Gods omnipotence?

I always thought this question was pretty pointless. Why try to measure something that is completely unmeasurable? You can’t quantify God, grace, spirit or any of that stuff.
The whole thing is metaphorical. Either you dig it or you don’t (like me). Is there being of ultimate good controlling the universe? Who the hell knows. If I meet it, I’ll thank it for the gift of fermented beverages.

He may be unable to lift it, but if he is as smart as folks say he would figger out the Archimedes lever thing and move it dat way!

Why is that impossible? I’m not even convinced that’s true in our own universe, but only in the model western logic has imposed on it. But for the sake of argument, let’s suppose that’s true.

How do you know that it would hold in another universe?

Couldn’t he just move the rest of the universe down a couple feet??

Because how could it be contrary?

How could A = B?

Another way to phrase it, how could my identity, who I am, be the same as yours?

I don’t know, but I think the onus is on you to show that it couldn’t, in some other universe. I’m not claiming whether the rule would hold or not.

Um…How exactly am I supposed to give you evidence of it, if the only evidence that there could be is that there couldn’t be any other universe where the ‘rules’ were different?

That’s why it’s an axiom of logic-because there is no way it could be different.

The moment you think of a way is the moment logic become invalid and the world explodes :wink:

Q. What would they be drinking?

A. Holy Spirits! A-hahahahahahahahaa!
With that out of the way, lemme phrase another, philosophically tighter, question in plain terms:

Can God surprise himself?

I mean, I can. I believe, I’m going to drive home to eat dinner tonight, but I could shatter my own expectations by ordering takeout pizza, crouching under my desk, and eating it at the office instead.

Can God do this thing that I do? Can he do something that he’s not expecting to do?

If so, then he’s neither eternal nor omniscient: he must exist in time, and he doesn’t have perfect knowledge of the future.

If not, then he’s not omnipotent: having foreknowledge of all choices he’ll ever make, he’s locked into them and may not choose anything different.

It is logically incoherent for a single being to be both omniscient and omnipotent, for this reason.

Daniel

I agree with the first paragraph. You can’t, and therefore you can’t make your claim.

I disagree with the second - an axiom is an assumption, not because there’s no way it could be different (case in point - different geometries have different assumptions about how many lines exist parallel to a given line containing a given point outside the line).

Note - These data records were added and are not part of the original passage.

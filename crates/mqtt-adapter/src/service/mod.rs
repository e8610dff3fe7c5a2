//! Service Layer
//!
//! The MQTT implementation of the router's `Adapter` contract, orchestrating
//! the domain types over an injected `TransportClient`.

pub mod ack;
pub mod adapter;


pub use ack::MqttAckNacker;
pub use adapter::{MqttAdapter, SEND_TIMEOUT};
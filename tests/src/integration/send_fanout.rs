//! # Send Fan-Out
//!
//! A router-side adapter sends to handler nodes that are themselves MQTT
//! adapters, each with an `UplinkHandler` bound and a consumer loop answering
//! through `next`.
//!
//! ```text
//! router.send ──→ handlers/<id>/up ──→ node.next ──→ accept ──→ handlers/<id>/down ──→ router
//! ```

#[cfg(test)]
mod tests {
    use std::sync::Arc;
    use std::time::Duration;

    use adapter_telemetry::PrometheusMetrics;
    use mqtt_adapter::{AdapterConfig, InMemoryBroker, MqttAdapter, MqttRecipient, UplinkHandler};
    use router_core::{Adapter, AdapterError, AtomicMetrics, NoOpMetrics, RawPacket, Recipient};
    use tokio::time::Instant;

    // =========================================================================
    // TEST FIXTURES
    // =========================================================================

    enum Behaviour {
        Accept(&'static [u8]),
        Reject,
    }

    /// Start a handler node listening on `handlers/+/up` for one id.
    async fn spawn_node(broker: &Arc<InMemoryBroker>, id: &str, behaviour: Behaviour) {
        let node = Arc::new(MqttAdapter::new(
            broker.clone(),
            &AdapterConfig::default(),
            Arc::new(NoOpMetrics),
        ));
        node.bind(Arc::new(
            UplinkHandler::new(format!("handlers/{id}/up")).unwrap(),
        ))
        .await
        .unwrap();

        tokio::spawn(async move {
            while let Ok((_packet, an)) = node.next().await {
                let _ = match &behaviour {
                    Behaviour::Accept(reply) => an.accept(reply.to_vec()),
                    Behaviour::Reject => an.reject("not mine".to_string()),
                };
            }
        });
    }

    fn handler(id: &str) -> MqttRecipient {
        MqttRecipient::new(format!("handlers/{id}/up"), format!("handlers/{id}/down")).unwrap()
    }

    fn router(broker: &Arc<InMemoryBroker>) -> (MqttAdapter, Arc<AtomicMetrics>) {
        let metrics = Arc::new(AtomicMetrics::new());
        let adapter = MqttAdapter::new(broker.clone(), &AdapterConfig::default(), metrics.clone());
        (adapter, metrics)
    }

    // =========================================================================
    // SCENARIOS
    // =========================================================================

    #[tokio::test(start_paused = true)]
    async fn test_round_trip_between_adapters() {
        let broker = Arc::new(InMemoryBroker::new());
        spawn_node(&broker, "h1", Behaviour::Accept(b"accepted-by-h1")).await;
        spawn_node(&broker, "h2", Behaviour::Reject).await;
        let (router, metrics) = router(&broker);

        let (h1, h2) = (handler("h1"), handler("h2"));
        let recipients: [&dyn Recipient; 2] = [&h1, &h2];
        let result = router
            .send(&RawPacket::new(b"uplink".to_vec()), &recipients)
            .await;

        assert_eq!(result, Ok(b"accepted-by-h1".to_vec()));
        let snapshot = metrics.snapshot();
        assert_eq!(snapshot.delivered, 1);
        assert_eq!(snapshot.recipient_errors, 0);
        // Every downlink subscription of the send is gone
        assert!(!broker.is_subscribed("handlers/h1/down"));
        assert!(!broker.is_subscribed("handlers/h2/down"));
    }

    #[tokio::test(start_paused = true)]
    async fn test_two_accepting_nodes_is_wrong_behavior() {
        let broker = Arc::new(InMemoryBroker::new());
        spawn_node(&broker, "h1", Behaviour::Accept(b"one")).await;
        spawn_node(&broker, "h2", Behaviour::Accept(b"two")).await;
        let (router, _metrics) = router(&broker);

        let (h1, h2) = (handler("h1"), handler("h2"));
        let recipients: [&dyn Recipient; 2] = [&h1, &h2];
        let result = router
            .send(&RawPacket::new(b"uplink".to_vec()), &recipients)
            .await;

        assert!(matches!(result, Err(AdapterError::WrongBehavior(_))));
    }

    #[tokio::test(start_paused = true)]
    async fn test_all_nodes_rejecting_is_wrong_behavior() {
        let broker = Arc::new(InMemoryBroker::new());
        spawn_node(&broker, "h1", Behaviour::Reject).await;
        let (router, _metrics) = router(&broker);

        let h1 = handler("h1");
        let recipients: [&dyn Recipient; 1] = [&h1];
        let started = Instant::now();
        let result = router
            .send(&RawPacket::new(b"uplink".to_vec()), &recipients)
            .await;

        assert!(matches!(result, Err(AdapterError::WrongBehavior(_))));
        assert!(started.elapsed() >= mqtt_adapter::SEND_TIMEOUT);
    }

    #[tokio::test(start_paused = true)]
    async fn test_latency_bounded_by_timeout_not_recipient_count() {
        let broker = Arc::new(InMemoryBroker::new());
        let (router, _metrics) = router(&broker);
        let silent: Vec<MqttRecipient> = (0..20).map(|i| handler(&format!("s{i}"))).collect();
        let recipients: Vec<&dyn Recipient> = silent.iter().map(|r| r as &dyn Recipient).collect();

        let started = Instant::now();
        let result = router
            .send(&RawPacket::new(b"uplink".to_vec()), &recipients)
            .await;

        assert!(matches!(result, Err(AdapterError::WrongBehavior(_))));
        assert!(started.elapsed() < mqtt_adapter::SEND_TIMEOUT + Duration::from_millis(100));
        assert_eq!(broker.subscription_count(), 0);
    }

    #[tokio::test(start_paused = true)]
    async fn test_concurrent_sends_are_independent() {
        let broker = Arc::new(InMemoryBroker::new());
        spawn_node(&broker, "h1", Behaviour::Accept(b"from-h1")).await;
        spawn_node(&broker, "h2", Behaviour::Accept(b"from-h2")).await;
        let (router, metrics) = router(&broker);

        let (h1, h2) = (handler("h1"), handler("h2"));
        let to_h1: [&dyn Recipient; 1] = [&h1];
        let to_h2: [&dyn Recipient; 1] = [&h2];
        let (p1, p2) = (RawPacket::new(b"a".to_vec()), RawPacket::new(b"b".to_vec()));

        let (first, second) = tokio::join!(router.send(&p1, &to_h1), router.send(&p2, &to_h2));

        assert_eq!(first, Ok(b"from-h1".to_vec()));
        assert_eq!(second, Ok(b"from-h2".to_vec()));
        assert_eq!(metrics.snapshot().sends, 2);
        assert_eq!(metrics.snapshot().waiting_for_send, 0);
    }

    #[tokio::test(start_paused = true)]
    async fn test_overlapping_sends_to_one_node() {
        let broker = Arc::new(InMemoryBroker::new());
        spawn_node(&broker, "h1", Behaviour::Accept(b"from-h1")).await;
        let (router, metrics) = router(&broker);

        let h1 = handler("h1");
        let to_h1: [&dyn Recipient; 1] = [&h1];
        let (p1, p2) = (RawPacket::new(b"a".to_vec()), RawPacket::new(b"b".to_vec()));

        let (first, second) = tokio::join!(router.send(&p1, &to_h1), router.send(&p2, &to_h1));

        assert_eq!(first, Ok(b"from-h1".to_vec()));
        assert_eq!(second, Ok(b"from-h1".to_vec()));
        assert_eq!(metrics.snapshot().delivered, 2);
        assert!(!broker.is_subscribed("handlers/h1/down"));
    }

    #[tokio::test(start_paused = true)]
    async fn test_prometheus_collector_records_sends() {
        let broker = Arc::new(InMemoryBroker::new());
        spawn_node(&broker, "h1", Behaviour::Accept(b"ok")).await;
        let metrics = Arc::new(PrometheusMetrics::new().unwrap());
        let router = MqttAdapter::new(broker.clone(), &AdapterConfig::default(), metrics.clone());

        let (h1, h2) = (handler("h1"), handler("h2"));
        let recipients: [&dyn Recipient; 2] = [&h1, &h2];
        router
            .send(&RawPacket::new(b"uplink".to_vec()), &recipients)
            .await
            .unwrap();

        let text = metrics.encode().unwrap();
        assert!(text.contains("mqtt_adapter_send_total 1"));
        assert!(text.contains("mqtt_adapter_send_duration_seconds_count{outcome=\"delivered\"} 1"));
        assert!(text.contains("mqtt_adapter_waiting_for_send 0"));
    }
}
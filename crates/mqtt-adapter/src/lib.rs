//! # MQTT Adapter
//!
//! Routes packets to recipients over an MQTT broker and funnels inbound
//! traffic to the router.
//!
//! ## Send
//!
//! Each recipient owns an uplink topic (requests) and a downlink topic
//! (answers). A send subscribes to every downlink, publishes on every uplink
//! and waits up to [`SEND_TIMEOUT`] for answers. Exactly one answer is a
//! success. Anything else is an error:
//!
//! | Answers | Per-recipient errors | Result |
//! |---------|----------------------|--------|
//! | 1 | any | payload |
//! | ≥ 2 | any | `WrongBehavior` |
//! | 0 | ≥ 1 | `FailedOperation` |
//! | 0 | 0 | `WrongBehavior` |
//!
//! ## Inbound Funnel
//!
//! ```text
//! [broker] ──→ Handler (bound per topic) ──try_send──→ bounded channel ──→ next()
//!                   ↑                                                        │
//!                   └──────────── reply on downlink ←── accept / reject ─────┘
//! ```
//!
//! The funnel holds at most `funnel_capacity` requests. When full, new
//! requests are refused and their senders observe no answer.
//!
//! ## Module Structure (Hexagonal Architecture)
//!
//! ```text
//! ┌─────────────────────────────────────────────────────────────────┐
//! │  adapters/  - MqttClient (rumqttc), InMemoryBroker              │
//! │  handlers/  - UplinkHandler                                     │
//! └─────────────────────────────────────────────────────────────────┘
//!                          ↑ implements ↑
//! ┌─────────────────────────────────────────────────────────────────┐
//! │  ports/transport.rs - TransportClient (driven)                  │
//! │  ports/handler.rs   - Handler (driving)                         │
//! └─────────────────────────────────────────────────────────────────┘
//!                          ↑ uses ↑
//! ┌─────────────────────────────────────────────────────────────────┐
//! │  domain/  - topics, MqttRecipient, funnel requests              │
//! │  service/ - MqttAdapter, MqttAckNacker                          │
//! └─────────────────────────────────────────────────────────────────┘
//! ```

// Allow in tests
#![cfg_attr(test, allow(clippy::unwrap_used))]
#![cfg_attr(test, allow(clippy::expect_used))]

pub mod adapters;
pub mod config;
pub mod domain;
pub mod handlers;
pub mod ports;
pub mod service;

pub use adapters::{InMemoryBroker, MqttClient, Operation, OperationKind};
pub use config::{AdapterConfig, ConfigError, Scheme};
pub use domain::{MqttRecipient, MsgRes, PktReq, RegReq, TopicError};
pub use handlers::UplinkHandler;
pub use ports::{
    Handler, Message, MessageCallback, QoS, SubscriptionId, TransportClient, TransportError,
};
pub use service::{MqttAckNacker, MqttAdapter, SEND_TIMEOUT};

/// Default capacity of each inbound funnel channel.
pub const DEFAULT_CHANNEL_CAPACITY: usize = 1000;
//! # Error Types
//!
//! Error taxonomy shared by all adapters.

use thiserror::Error;

/// Errors surfaced by an adapter to the router.
///
/// Every adapter operation folds its failures into one of these four kinds.
#[derive(Debug, Clone, Error, PartialEq, Eq)]
pub enum AdapterError {
    /// The packet could not be serialized.
    #[error("Invalid packet: {0}")]
    InvalidPacket(String),

    /// A recipient does not expose the capability this adapter needs.
    #[error("Invalid recipient: {0}")]
    InvalidRecipient(String),

    /// A transport-level operation failed, or no answer arrived while errors did.
    #[error("Failed operation: {0}")]
    FailedOperation(String),

    /// The remote side broke the request/response contract.
    #[error("Wrong behavior: {0}")]
    WrongBehavior(String),
}

impl AdapterError {
    /// Short, stable label for logs and metric labels.
    #[must_use]
    pub fn kind(&self) -> &'static str {
        match self {
            Self::InvalidPacket(_) => "invalid_packet",
            Self::InvalidRecipient(_) => "invalid_recipient",
            Self::FailedOperation(_) => "failed_operation",
            Self::WrongBehavior(_) => "wrong_behavior",
        }
    }
}

/// Errors raised while turning a packet into bytes.
#[derive(Debug, Clone, Error, PartialEq, Eq)]
pub enum PacketError {
    /// The packet could not be encoded.
    #[error("Unable to encode packet: {0}")]
    Encoding(String),
}

impl From<PacketError> for AdapterError {
    fn from(err: PacketError) -> Self {
        Self::InvalidPacket(err.to_string())
    }
}
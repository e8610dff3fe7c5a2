//! Adapters layer for the MQTT adapter.
//!
//! Concrete [`TransportClient`](crate::ports::TransportClient) implementations:
//! - [`MqttClient`] - a real broker connection through `rumqttc`
//! - [`InMemoryBroker`] - an in-process broker for tests and local wiring

pub mod memory;
pub mod rumqtt;

pub use memory::{InMemoryBroker, Operation, OperationKind};
pub use rumqtt::MqttClient;

use std::collections::HashMap;

use crate::domain::topic;
use crate::ports::{Message, MessageCallback, QoS, SubscriptionId};

/// One callback registered on a filter.
struct Route {
    id: SubscriptionId,
    qos: QoS,
    callback: MessageCallback,
}

/// Subscription table: topic filter -> callbacks, in subscription order.
#[derive(Default)]
pub(crate) struct Routes {
    next_id: u64,
    filters: HashMap<String, Vec<Route>>,
}

impl Routes {
    pub(crate) fn new() -> Self {
        Self::default()
    }

    /// Register `callback` on `filter`.
    pub(crate) fn insert(
        &mut self,
        filter: &str,
        qos: QoS,
        callback: MessageCallback,
    ) -> SubscriptionId {
        self.next_id += 1;
        let id = SubscriptionId::new(self.next_id);
        self.filters
            .entry(filter.to_string())
            .or_default()
            .push(Route { id, qos, callback });
        id
    }

    /// Drop subscription `id` on `filter`.
    ///
    /// Returns `Some(true)` when it was the last one on the filter, `None`
    /// when the subscription is unknown.
    pub(crate) fn remove(&mut self, filter: &str, id: SubscriptionId) -> Option<bool> {
        let routes = self.filters.get_mut(filter)?;
        let index = routes.iter().position(|route| route.id == id)?;
        routes.remove(index);

        if routes.is_empty() {
            self.filters.remove(filter);
            return Some(true);
        }
        Some(false)
    }

    pub(crate) fn contains(&self, filter: &str) -> bool {
        self.filters.contains_key(filter)
    }

    /// Number of distinct filters with at least one subscription.
    pub(crate) fn len(&self) -> usize {
        self.filters.len()
    }

    /// Every subscribed filter with the highest QoS requested on it.
    pub(crate) fn filters(&self) -> Vec<(String, QoS)> {
        self.filters
            .iter()
            .filter_map(|(filter, routes)| {
                routes
                    .iter()
                    .map(|route| route.qos)
                    .max_by_key(|qos| u8::from(*qos))
                    .map(|qos| (filter.clone(), qos))
            })
            .collect()
    }

    fn matching(&self, topic_name: &str) -> Vec<MessageCallback> {
        self.filters
            .iter()
            .filter(|(filter, _)| topic::matches(filter, topic_name))
            .flat_map(|(_, routes)| routes.iter().map(|route| route.callback.clone()))
            .collect()
    }
}

/// Deliver `message` to every route whose filter matches its topic.
///
/// Callbacks are collected first so none runs while `routes` is borrowed.
/// Returns the number of callbacks invoked.
pub(crate) fn dispatch(routes: &parking_lot::RwLock<Routes>, message: &Message) -> usize {
    let callbacks = routes.read().matching(&message.topic);

    for callback in &callbacks {
        callback(message.clone());
    }
    callbacks.len()
}
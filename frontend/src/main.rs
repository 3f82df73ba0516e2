use std::cell::RefCell;

use log::{error, info};
use wasm_bindgen::closure::Closure;
use wasm_bindgen::JsCast;

mod app;
mod back_to_top;
mod config;
mod dom;
mod error;
mod nav;
mod reveal;
mod scroll;
mod surface;
mod timer;
mod typing;
mod contact {
    pub mod form;
    pub mod transport;
    pub mod validate;
}

use app::App;
use config::Config;
use dom::Page;

thread_local! {
    // Owns every mounted listener, observer and timer for the page's lifetime.
    static APP: RefCell<Option<App>> = const { RefCell::new(None) };
}

fn boot() {
    let page = match Page::current() {
        Ok(page) => page,
        Err(e) => {
            error!("cannot start: {}", e);
            return;
        }
    };
    let app = App::mount(&page, &Config::default());
    info!("{} of 5 enhancements mounted", app.mounted());
    APP.with(|slot| *slot.borrow_mut() = Some(app));
}

fn main() {
    // Initialize console error panic hook for better error messages
    console_error_panic_hook::set_once();

    // Initialize logging
    console_log::init_with_level(config::log_level()).expect("error initializing log");

    info!("Starting portfolio enhancements");

    let Some(document) = web_sys::window().and_then(|w| w.document()) else {
        error!("no document to enhance");
        return;
    };
    if document.ready_state() == "loading" {
        let on_ready = Closure::once_into_js(boot);
        if let Err(e) = document
            .add_event_listener_with_callback("DOMContentLoaded", on_ready.unchecked_ref())
        {
            error!("could not wait for DOMContentLoaded: {}", error::js_message(&e));
        }
    } else {
        boot();
    }
}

I disagree with the third. Consider a universe with exactly one entity.

Absolutely. God doesn’t have to play by out universe’s logic rules.

our universe’s logic rules.

Can a virtual reality Programmer surprise himself?

yes he can, yet he remains eternal and omniscient to the AI in his program.

Bender: “So, do you know what I’m gonna do before I do it?”
God: “Yes.”
Bender: “What if I do something different?”
God: “Then I don’t know that.”

General Questions is for questions with factual answers.

I’m closing this. Feel free to open a thread in Great Debates.

DrMatrix - GQ Moderator

Oops.

… which should answer the question of whether a Mod is powerful enough to move a thread to the forum it’s currently in.

Actually you’ve already accepted my claim as you understand what I’m talking about. :wink:

An axiom in logic is a necessity, not just an assumption. Were it not true we would be talking gibberish to each other. Since we can communicate, ie, since the words we write are intelligable and they stand for whatever they mean, the law of identity is intact.

As I’ve said though, all you need to do in order to show that I’m wrong is to think of a way the universe could be different, where the law of identity didn’t hold.

And?

That doesn’t change the law of identity. That entity would still be that entity.

What is God again?

Also, it’s not the universes laws of logic, it’s the law of logic. You are attempting to say that God doesn’t have to be logical.

If this is the case, then go ahead and do so-but realize you will be commiting God to utter meaninglessness.

Some ponderings on this:

Many believers do subscribe to the idea of an intelligent designer, you know: the old chestnut that since –for example- a watch has a designer; therefore humans, that are complex too, must also have one.

Suddenly, that and this criticism of omnipotence gave me this thought:

Using the idea of an intelligent designer, and taking this heavy rock idea, I then have to say that yes, god can definitely design/make a rock that is too big for him to lift. In view of the fact that I see examples of cars, battleships, planes, etc, that their human designers just will never be able to lift.

I don’t know if there is a god, but I am confident –seeing the evidence out there- that if he/she/it exist/ed, it designed himself out of the picture a long time ago (out of the current universe, that is).

Why does the God of the Universe have to be bound by human logic in order to be meaningful?